Scott describes a system for managing jitter in which the receiver receives both 
voice and silence packets from the sender. The system in Scott attempts to maintain a 
target jitter buffer size by either inserting a new silence packet if the jitter buffer is too 
small, or discarding a received silence packet if the buffer is too large. Figures 10 and 13 
of Scott demonstrate this system. While Figure 13 of Scott labels the beginning of two 
bursts, Scott does not disclose any method which either detects the end of a burst or uses 
such information as a cue to begin playing back audio data in the buffer.

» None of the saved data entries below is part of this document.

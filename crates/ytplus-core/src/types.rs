//! Core types for ytplus

use serde::{Deserialize, Serialize};
use std::str::FromStr;

/// Playback rates the embedded player accepts
pub const PLAYBACK_RATES: [f64; 5] = [0.25, 0.5, 1.0, 1.5, 2.0];

/// Returns true if `rate` is one of [`PLAYBACK_RATES`]
pub fn is_supported_rate(rate: f64) -> bool {
    PLAYBACK_RATES.iter().any(|r| (r - rate).abs() < f64::EPSILON)
}

/// Widget player states, carrying the numeric codes the iframe API reports
#[derive(Debug, Clone, Copy, PartialEq, Eq, Hash, Serialize, Deserialize)]
#[serde(rename_all = "lowercase")]
pub enum PlayerState {
    /// No video has started yet
    Unstarted,
    /// Playback reached the end
    Ended,
    /// Video is playing
    Playing,
    /// Playback paused
    Paused,
    /// Buffering content
    Buffering,
    /// Video cued and ready to play
    Cued,
}

impl PlayerState {
    /// All states, in code order
    pub const ALL: [PlayerState; 6] = [
        PlayerState::Unstarted,
        PlayerState::Ended,
        PlayerState::Playing,
        PlayerState::Paused,
        PlayerState::Buffering,
        PlayerState::Cued,
    ];

    /// Translate a widget state code
    pub fn from_code(code: i32) -> Option<Self> {
        match code {
            -1 => Some(PlayerState::Unstarted),
            0 => Some(PlayerState::Ended),
            1 => Some(PlayerState::Playing),
            2 => Some(PlayerState::Paused),
            3 => Some(PlayerState::Buffering),
            5 => Some(PlayerState::Cued),
            _ => None,
        }
    }

    /// Numeric widget code
    pub fn code(&self) -> i32 {
        match self {
            PlayerState::Unstarted => -1,
            PlayerState::Ended => 0,
            PlayerState::Playing => 1,
            PlayerState::Paused => 2,
            PlayerState::Buffering => 3,
            PlayerState::Cued => 5,
        }
    }

    /// Event name published for this state
    pub fn name(&self) -> &'static str {
        match self {
            PlayerState::Unstarted => "unstarted",
            PlayerState::Ended => "ended",
            PlayerState::Playing => "playing",
            PlayerState::Paused => "paused",
            PlayerState::Buffering => "buffering",
            PlayerState::Cued => "cued",
        }
    }

    /// Playback halted; time stops advancing until the video resumes
    pub fn is_halted(&self) -> bool {
        matches!(
            self,
            PlayerState::Paused | PlayerState::Buffering | PlayerState::Ended
        )
    }

    /// The video changed or started; the reported time must be reset afterwards
    pub fn resets_time(&self) -> bool {
        matches!(
            self,
            PlayerState::Unstarted | PlayerState::Playing | PlayerState::Cued
        )
    }
}

impl std::fmt::Display for PlayerState {
    fn fmt(&self, f: &mut std::fmt::Formatter<'_>) -> std::fmt::Result {
        f.write_str(self.name())
    }
}

/// Error codes reported by the widget's `onError` callback
#[derive(Debug, Clone, Copy, PartialEq, Eq, Hash, Serialize, Deserialize)]
pub enum WidgetErrorCode {
    InvalidParam,
    Html5Error,
    NotFound,
    Unplayable1,
    Unplayable2,
}

impl WidgetErrorCode {
    pub const ALL: [WidgetErrorCode; 5] = [
        WidgetErrorCode::InvalidParam,
        WidgetErrorCode::Html5Error,
        WidgetErrorCode::NotFound,
        WidgetErrorCode::Unplayable1,
        WidgetErrorCode::Unplayable2,
    ];

    pub fn from_code(code: i32) -> Option<Self> {
        match code {
            2 => Some(WidgetErrorCode::InvalidParam),
            5 => Some(WidgetErrorCode::Html5Error),
            100 => Some(WidgetErrorCode::NotFound),
            101 => Some(WidgetErrorCode::Unplayable1),
            150 => Some(WidgetErrorCode::Unplayable2),
            _ => None,
        }
    }

    pub fn code(&self) -> i32 {
        match self {
            WidgetErrorCode::InvalidParam => 2,
            WidgetErrorCode::Html5Error => 5,
            WidgetErrorCode::NotFound => 100,
            WidgetErrorCode::Unplayable1 => 101,
            WidgetErrorCode::Unplayable2 => 150,
        }
    }

    /// The requested video cannot be played, but the player is still usable
    pub fn is_unplayable(&self) -> bool {
        !matches!(self, WidgetErrorCode::Html5Error)
    }

    /// Human-readable explanation
    pub fn explain(&self) -> &'static str {
        match self {
            WidgetErrorCode::InvalidParam => "The request contains an invalid parameter value.",
            WidgetErrorCode::Html5Error => {
                "The request content cannot be played in an HTML5 player or another error \
                 related to the HTML5 player has occurred."
            }
            WidgetErrorCode::NotFound => "The video requested was not found.",
            WidgetErrorCode::Unplayable1 => {
                "The owner of the requested video does not allow it to be played in embedded \
                 players."
            }
            WidgetErrorCode::Unplayable2 => {
                "This error is the same as 101. The owner of the requested video does not allow \
                 it to be played in embedded players."
            }
        }
    }
}

/// Suggested playback quality
#[derive(Debug, Clone, Copy, PartialEq, Eq, Hash, Default, Serialize, Deserialize)]
#[serde(rename_all = "lowercase")]
pub enum PlaybackQuality {
    Small,
    Medium,
    Large,
    Hd720,
    Hd1080,
    Highres,
    #[default]
    Default,
}

impl PlaybackQuality {
    pub fn as_str(&self) -> &'static str {
        match self {
            PlaybackQuality::Small => "small",
            PlaybackQuality::Medium => "medium",
            PlaybackQuality::Large => "large",
            PlaybackQuality::Hd720 => "hd720",
            PlaybackQuality::Hd1080 => "hd1080",
            PlaybackQuality::Highres => "highres",
            PlaybackQuality::Default => "default",
        }
    }
}

impl FromStr for PlaybackQuality {
    type Err = String;

    fn from_str(s: &str) -> Result<Self, Self::Err> {
        match s {
            "small" => Ok(PlaybackQuality::Small),
            "medium" => Ok(PlaybackQuality::Medium),
            "large" => Ok(PlaybackQuality::Large),
            "hd720" => Ok(PlaybackQuality::Hd720),
            "hd1080" => Ok(PlaybackQuality::Hd1080),
            "highres" => Ok(PlaybackQuality::Highres),
            "default" => Ok(PlaybackQuality::Default),
            other => Err(format!("unknown playback quality: {other}")),
        }
    }
}

impl std::fmt::Display for PlaybackQuality {
    fn fmt(&self, f: &mut std::fmt::Formatter<'_>) -> std::fmt::Result {
        f.write_str(self.as_str())
    }
}

/// Player frame size in CSS pixels
#[derive(Debug, Clone, Copy, PartialEq, Eq, Hash, Default, Serialize, Deserialize)]
pub struct Size {
    pub width: u32,
    pub height: u32,
}

impl Size {
    pub fn new(width: u32, height: u32) -> Self {
        Self { width, height }
    }
}

impl std::fmt::Display for Size {
    fn fmt(&self, f: &mut std::fmt::Formatter<'_>) -> std::fmt::Result {
        write!(f, "{}x{}", self.width, self.height)
    }
}

/// The last requested video load
#[derive(Debug, Clone, PartialEq, Serialize, Deserialize)]
#[serde(rename_all = "camelCase")]
pub struct VideoRequest {
    pub video_id: String,
    pub autoplay: bool,
    /// Start offset in seconds
    pub start: f64,
}

impl VideoRequest {
    pub fn new(video_id: impl Into<String>, autoplay: bool, start: f64) -> Self {
        Self {
            video_id: video_id.into(),
            autoplay,
            start,
        }
    }
}

#[cfg(test)]
mod tests {
    use super::*;

    #[test]
    fn test_state_codes() {
        for state in PlayerState::ALL {
            assert_eq!(PlayerState::from_code(state.code()), Some(state));
        }
        assert_eq!(PlayerState::from_code(4), None);
        assert_eq!(PlayerState::from_code(-2), None);
        assert_eq!(PlayerState::Cued.to_string(), "cued");
    }

    #[test]
    fn test_time_update_ordering_sets() {
        assert!(PlayerState::Paused.is_halted());
        assert!(!PlayerState::Paused.resets_time());
        assert!(PlayerState::Cued.resets_time());
        assert!(!PlayerState::Cued.is_halted());
    }

    #[test]
    fn test_widget_error_codes() {
        assert_eq!(WidgetErrorCode::from_code(150), Some(WidgetErrorCode::Unplayable2));
        assert_eq!(WidgetErrorCode::from_code(7), None);
        assert!(!WidgetErrorCode::Html5Error.is_unplayable());
        assert!(WidgetErrorCode::NotFound.is_unplayable());
    }

    #[test]
    fn test_playback_rates() {
        assert!(is_supported_rate(1.5));
        assert!(!is_supported_rate(1.25));
        assert!(!is_supported_rate(0.0));
    }

    #[test]
    fn test_quality_parse() {
        assert_eq!("hd720".parse::<PlaybackQuality>(), Ok(PlaybackQuality::Hd720));
        assert!("4k".parse::<PlaybackQuality>().is_err());
        assert_eq!(
            serde_json::to_string(&PlaybackQuality::Hd1080).unwrap(),
            "\"hd1080\""
        );
    }
}
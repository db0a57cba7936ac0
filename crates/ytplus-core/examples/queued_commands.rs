//! Queued commands example
//!
//! Issues commands before the player API exists and shows them reaching the
//! widget, in order, once it signals ready.
//!
//! Run with: cargo run -p ytplus-core --example queued_commands

use ytplus_core::sim::{ManualTicker, SimulatedApi};
use ytplus_core::{Player, PlayerOptions};

fn main() -> ytplus_core::Result<()> {
    println!("ytplus Core - Queued Commands Example");
    println!("==========================================\n");

    let api = SimulatedApi::new();
    let ticker = Box::new(ManualTicker::new());
    let mut player = Player::new("player", PlayerOptions::default(), ticker)?;
    let mut events = player.subscribe();

    player.load("KGQdWaD6XHM", false, 30.0)?;
    player.set_volume(40.0);
    player.mute();
    player.play();

    println!("Pending before the API loads:");
    for command in player.pending_commands() {
        println!("  {command}");
    }

    player.api_loaded(Box::new(api.clone()))?;
    while api.has_pending_events() {
        for event in api.take_events() {
            player.handle_widget_event(event)?;
        }
    }

    if let Some(widget) = api.last_widget() {
        println!("\nCalls received by the widget:");
        for call in widget.calls() {
            println!("  {call}");
        }
    }

    println!("\nEvents:");
    while let Ok(event) = events.try_recv() {
        println!("  {event}");
    }

    println!("\nState: {} at {:.1}s", player.state(), player.current_time());
    Ok(())
}
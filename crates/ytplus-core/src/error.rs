//! Error types for ytplus Core

use thiserror::Error;

/// Result type alias for player operations
pub type Result<T> = std::result::Result<T, Error>;

/// Player error types
#[derive(Error, Debug)]
pub enum Error {
    // Setup errors
    #[error("No element was found: {0:?}")]
    ElementNotFound(String),

    #[error("Invalid configuration: {0}")]
    InvalidConfig(String),

    #[error("YouTube Iframe API failed to load: {0}")]
    ApiLoadFailed(String),

    // Widget errors
    #[error("Failed to create widget: {0}")]
    WidgetCreation(String),

    #[error("Unrecognized state change event: {0}")]
    UnrecognizedState(i32),

    #[error("Unknown error code: {0}")]
    UnknownErrorCode(i32),

    // Command errors
    #[error("Unsupported playback rate: {0}")]
    InvalidPlaybackRate(f64),

    // Serialization errors
    #[error("JSON error: {0}")]
    Json(#[from] serde_json::Error),
}

impl Error {
    /// Returns true if this error tears the player down
    pub fn is_fatal(&self) -> bool {
        matches!(self, Error::ApiLoadFailed(_) | Error::UnknownErrorCode(_))
    }

    /// Returns the error code carried by error events
    pub fn error_code(&self) -> &'static str {
        match self {
            Error::ElementNotFound(_) => "ELEMENT_NOT_FOUND",
            Error::InvalidConfig(_) => "INVALID_CONFIG",
            Error::ApiLoadFailed(_) => "FAILED_TO_LOAD",
            Error::WidgetCreation(_) => "WIDGET_CREATION",
            Error::UnrecognizedState(_) => "UNRECOGNIZED_STATE_CHANGE",
            Error::UnknownErrorCode(_) => "UNKNOWN_ERROR_CODE",
            Error::InvalidPlaybackRate(_) => "INVALID_PLAYBACK_RATE",
            Error::Json(_) => "JSON",
        }
    }
}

Rather, Scott is 
always playing back audio data from the jitter buffer, "[t]he advantages of the present 
invention are provided by the ability of the jitter buffer manager 320 to maintain jitter buffer 
330 in such a way that the outputted traffic is continuous. " Scott, 7:66-8:2. The Examiner 
relies on Scott for teaching determining accumulated jitter in a previous burst and waiting 
for a silent period based on the accumulated jitter. 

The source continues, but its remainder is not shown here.